• _PROBLEM DESCRIPTION_: Retype, word for word, every line of the records below starting at the one that contains "fn default() ->" and ending at the one that contains "impl fmt::Display for TimeStamp<Utc>"; include both of those lines and nothing more.

• _DATA UNDER STUDY_:

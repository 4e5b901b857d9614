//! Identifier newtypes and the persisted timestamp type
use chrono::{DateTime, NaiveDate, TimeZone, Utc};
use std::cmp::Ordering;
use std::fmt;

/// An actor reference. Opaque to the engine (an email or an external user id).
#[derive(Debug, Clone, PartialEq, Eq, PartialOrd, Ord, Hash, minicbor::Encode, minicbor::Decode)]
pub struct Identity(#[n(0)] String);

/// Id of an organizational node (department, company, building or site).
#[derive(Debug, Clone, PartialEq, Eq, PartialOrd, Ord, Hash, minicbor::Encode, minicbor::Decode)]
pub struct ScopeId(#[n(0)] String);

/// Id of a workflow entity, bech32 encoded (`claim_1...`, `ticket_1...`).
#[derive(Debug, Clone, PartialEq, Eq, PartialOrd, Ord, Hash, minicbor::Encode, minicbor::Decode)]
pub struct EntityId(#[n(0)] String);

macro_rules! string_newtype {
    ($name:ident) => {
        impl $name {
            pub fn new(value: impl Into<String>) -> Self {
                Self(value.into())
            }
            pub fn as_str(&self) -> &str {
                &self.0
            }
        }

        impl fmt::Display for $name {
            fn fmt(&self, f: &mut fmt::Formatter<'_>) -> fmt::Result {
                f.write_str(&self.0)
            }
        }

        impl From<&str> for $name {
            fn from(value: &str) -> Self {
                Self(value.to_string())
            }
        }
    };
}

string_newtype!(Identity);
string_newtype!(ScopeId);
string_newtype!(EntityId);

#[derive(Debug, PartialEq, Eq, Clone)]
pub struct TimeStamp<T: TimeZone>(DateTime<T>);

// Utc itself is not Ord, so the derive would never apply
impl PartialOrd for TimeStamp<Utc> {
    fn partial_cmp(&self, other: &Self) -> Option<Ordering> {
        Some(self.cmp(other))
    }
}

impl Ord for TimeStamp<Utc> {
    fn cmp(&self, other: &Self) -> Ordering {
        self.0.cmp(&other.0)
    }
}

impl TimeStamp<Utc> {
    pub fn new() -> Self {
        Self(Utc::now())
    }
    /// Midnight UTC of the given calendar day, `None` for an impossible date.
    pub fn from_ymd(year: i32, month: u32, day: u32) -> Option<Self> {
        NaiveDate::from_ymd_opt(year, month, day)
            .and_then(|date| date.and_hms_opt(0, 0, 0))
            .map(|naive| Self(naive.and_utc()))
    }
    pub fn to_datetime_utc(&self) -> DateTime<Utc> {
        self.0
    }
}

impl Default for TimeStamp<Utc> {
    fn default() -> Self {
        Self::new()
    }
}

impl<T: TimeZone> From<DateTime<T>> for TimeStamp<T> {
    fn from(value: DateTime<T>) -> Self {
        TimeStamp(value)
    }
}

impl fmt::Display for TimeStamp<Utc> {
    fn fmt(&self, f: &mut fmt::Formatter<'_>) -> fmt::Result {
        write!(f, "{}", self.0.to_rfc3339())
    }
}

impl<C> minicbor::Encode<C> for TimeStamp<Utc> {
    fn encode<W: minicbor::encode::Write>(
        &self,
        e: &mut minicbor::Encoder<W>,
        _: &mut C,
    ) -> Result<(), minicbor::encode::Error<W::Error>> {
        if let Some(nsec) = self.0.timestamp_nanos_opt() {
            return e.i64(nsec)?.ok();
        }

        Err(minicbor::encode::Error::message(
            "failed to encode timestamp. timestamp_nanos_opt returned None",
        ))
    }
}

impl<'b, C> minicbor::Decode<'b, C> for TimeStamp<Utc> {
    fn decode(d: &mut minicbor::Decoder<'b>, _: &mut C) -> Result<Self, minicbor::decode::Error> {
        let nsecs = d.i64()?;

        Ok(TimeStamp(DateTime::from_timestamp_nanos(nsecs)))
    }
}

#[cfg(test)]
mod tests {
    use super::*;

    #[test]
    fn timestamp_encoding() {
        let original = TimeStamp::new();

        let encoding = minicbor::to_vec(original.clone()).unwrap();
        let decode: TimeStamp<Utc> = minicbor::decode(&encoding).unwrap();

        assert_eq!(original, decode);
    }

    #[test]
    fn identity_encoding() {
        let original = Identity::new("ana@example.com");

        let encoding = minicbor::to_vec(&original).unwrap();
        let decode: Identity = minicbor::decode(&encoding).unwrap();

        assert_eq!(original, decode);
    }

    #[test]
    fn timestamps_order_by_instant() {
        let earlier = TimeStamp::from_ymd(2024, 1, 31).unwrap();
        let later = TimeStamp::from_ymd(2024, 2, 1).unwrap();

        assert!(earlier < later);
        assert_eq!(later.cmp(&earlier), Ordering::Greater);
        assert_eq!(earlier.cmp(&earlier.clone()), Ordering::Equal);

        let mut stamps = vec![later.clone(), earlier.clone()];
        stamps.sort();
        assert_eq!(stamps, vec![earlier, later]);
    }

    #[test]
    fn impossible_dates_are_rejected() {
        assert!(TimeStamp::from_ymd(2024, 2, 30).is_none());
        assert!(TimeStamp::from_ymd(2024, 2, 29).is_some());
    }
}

• _YOUR SOLUTION_:
    fn default() -> Self {
        Self::new()
    }
}

impl<T: TimeZone> From<DateTime<T>> for TimeStamp<T> {
    fn from(value: DateTime<T>) -> Self {
        TimeStamp(value)
    }
}

impl fmt::Display for TimeStamp<Utc> {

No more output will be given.